Information supplied Start Marker
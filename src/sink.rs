//! Captured data destinations
//!
//! The capture loop hands every non-empty bulk read to a [`FrameSink`] together with
//! the channel it was captured on. The bytes are passed on uninterpreted: framing and
//! dissection belong to the sink.
//!
//! Two ready-made destinations are provided. [`CaptureLog`] keeps every read in memory.
//! [`DeviceTable`] is the caller-owned record of devices seen on air, keyed by MAC
//! address, for callers that dissect frames into advertisements.

use alloc::string::String;
use alloc::vec::Vec;
use core::fmt;

#[cfg(feature = "serde")]
use serde::{Deserialize, Serialize};

/// Consumer of captured bytes.
pub trait FrameSink {
    /// Called once per non-empty bulk read.
    fn on_captured_bytes(&mut self, channel: u16, bytes: &[u8]);
}

impl<S: FrameSink + ?Sized> FrameSink for &mut S {
    fn on_captured_bytes(&mut self, channel: u16, bytes: &[u8]) {
        (**self).on_captured_bytes(channel, bytes);
    }
}

/// One bulk read as it came off the sniffer.
#[derive(Debug, Clone, PartialEq, Eq)]
#[cfg_attr(feature = "serde", derive(Serialize, Deserialize))]
pub struct CapturedFrame {
    pub channel: u16,
    pub bytes: Vec<u8>,
}

/// In-memory sink keeping every read in arrival order.
#[derive(Debug, Clone, Default)]
pub struct CaptureLog {
    frames: Vec<CapturedFrame>,
}

impl CaptureLog {
    pub fn new() -> Self {
        Self::default()
    }

    pub fn frames(&self) -> &[CapturedFrame] {
        &self.frames
    }

    pub fn len(&self) -> usize {
        self.frames.len()
    }

    pub fn is_empty(&self) -> bool {
        self.frames.is_empty()
    }

    /// Total captured bytes over all frames.
    pub fn byte_count(&self) -> usize {
        self.frames.iter().map(|frame| frame.bytes.len()).sum()
    }

    /// Drains the log.
    pub fn take(&mut self) -> Vec<CapturedFrame> {
        core::mem::take(&mut self.frames)
    }
}

impl FrameSink for CaptureLog {
    fn on_captured_bytes(&mut self, channel: u16, bytes: &[u8]) {
        self.frames.push(CapturedFrame {
            channel,
            bytes: bytes.to_vec(),
        });
    }
}

/// 48-bit device address.
#[derive(Debug, Clone, Copy, PartialEq, Eq, Hash, PartialOrd, Ord)]
#[cfg_attr(feature = "serde", derive(Serialize, Deserialize))]
#[cfg_attr(feature = "defmt", derive(defmt::Format))]
pub struct MacAddress(pub [u8; 6]);

impl fmt::Display for MacAddress {
    fn fmt(&self, f: &mut fmt::Formatter<'_>) -> fmt::Result {
        let [a, b, c, d, e, g] = self.0;
        write!(f, "{a:02X}:{b:02X}:{c:02X}:{d:02X}:{e:02X}:{g:02X}")
    }
}

/// A device observed on air.
#[derive(Debug, Clone, PartialEq, Eq)]
#[cfg_attr(feature = "serde", derive(Serialize, Deserialize))]
pub struct DeviceRecord {
    pub vendor_id: u16,
    pub product_id: u16,
    pub name: String,
    pub mac_address: MacAddress,
    /// Signal strength of the latest sighting, dBm
    pub rssi: i8,
    pub channel: u16,
}

/// Devices seen so far, one record per MAC address.
///
/// Owned by the caller and never shared with the driver.
#[derive(Debug, Clone, Default)]
#[cfg_attr(feature = "serde", derive(Serialize, Deserialize))]
pub struct DeviceTable {
    records: Vec<DeviceRecord>,
}

impl DeviceTable {
    pub fn new() -> Self {
        Self::default()
    }

    /// Inserts `record`, replacing an existing record with the same MAC address.
    ///
    /// Returns the replaced record.
    pub fn upsert(&mut self, record: DeviceRecord) -> Option<DeviceRecord> {
        match self
            .records
            .iter_mut()
            .find(|existing| existing.mac_address == record.mac_address)
        {
            Some(existing) => Some(core::mem::replace(existing, record)),
            None => {
                self.records.push(record);
                None
            }
        }
    }

    pub fn get(&self, mac_address: &MacAddress) -> Option<&DeviceRecord> {
        self.records
            .iter()
            .find(|record| &record.mac_address == mac_address)
    }

    /// Records in first-seen order.
    pub fn iter(&self) -> impl Iterator<Item = &DeviceRecord> {
        self.records.iter()
    }

    pub fn len(&self) -> usize {
        self.records.len()
    }

    pub fn is_empty(&self) -> bool {
        self.records.is_empty()
    }
}

#[cfg(test)]
mod tests {
    use std::string::ToString;
    use std::vec;

    use super::*;

    fn record(last: u8, rssi: i8) -> DeviceRecord {
        DeviceRecord {
            vendor_id: 0x0451,
            product_id: 0x16B3,
            name: "tag".to_string(),
            mac_address: MacAddress([0xC0, 0xFF, 0xEE, 0x00, 0x00, last]),
            rssi,
            channel: 37,
        }
    }

    #[test]
    fn log_keeps_reads_in_order() {
        let mut log = CaptureLog::new();
        log.on_captured_bytes(37, &[1, 2, 3]);
        log.on_captured_bytes(38, &[4]);

        assert_eq!(log.len(), 2);
        assert_eq!(log.byte_count(), 4);
        assert_eq!(
            log.frames()[1],
            CapturedFrame {
                channel: 38,
                bytes: vec![4]
            }
        );

        let frames = log.take();
        assert_eq!(frames.len(), 2);
        assert!(log.is_empty());
    }

    #[test]
    fn sink_by_reference() {
        fn feed<S: FrameSink>(mut sink: S) {
            sink.on_captured_bytes(1, &[0xAA]);
        }

        let mut log = CaptureLog::new();
        feed(&mut log);
        assert_eq!(log.len(), 1);
    }

    #[test]
    fn mac_address_display() {
        let mac = MacAddress([0x00, 0x1A, 0x7D, 0xDA, 0x71, 0x13]);
        assert_eq!(mac.to_string(), "00:1A:7D:DA:71:13");
    }

    #[test]
    fn table_upserts_by_mac() {
        let mut table = DeviceTable::new();
        assert_eq!(table.upsert(record(1, -60)), None);
        assert_eq!(table.upsert(record(2, -70)), None);

        let replaced = table.upsert(record(1, -40)).unwrap();
        assert_eq!(replaced.rssi, -60);

        assert_eq!(table.len(), 2);
        let mac = MacAddress([0xC0, 0xFF, 0xEE, 0x00, 0x00, 1]);
        assert_eq!(table.get(&mac).map(|r| r.rssi), Some(-40));
        assert_eq!(
            table.iter().map(|r| r.mac_address.0[5]).collect::<std::vec::Vec<_>>(),
            vec![1, 2]
        );
    }
}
Information supplied End Marker
### Work instructions
Please print exactly what appears from the first line of the data through the line with "of captured bytes.", including both of those lines and nothing past them.

### Exercise response
filename src/sink.rs
//! Captured data destinations
//!
//! The capture loop hands every non-empty bulk read to a [`FrameSink`] together with
//! the channel it was captured on. The bytes are passed on uninterpreted: framing and
//! dissection belong to the sink.
//!
//! Two ready-made destinations are provided. [`CaptureLog`] keeps every read in memory.
//! [`DeviceTable`] is the caller-owned record of devices seen on air, keyed by MAC
//! address, for callers that dissect frames into advertisements.

use alloc::string::String;
use alloc::vec::Vec;
use core::fmt;

#[cfg(feature = "serde")]
use serde::{Deserialize, Serialize};

/// Consumer of captured bytes.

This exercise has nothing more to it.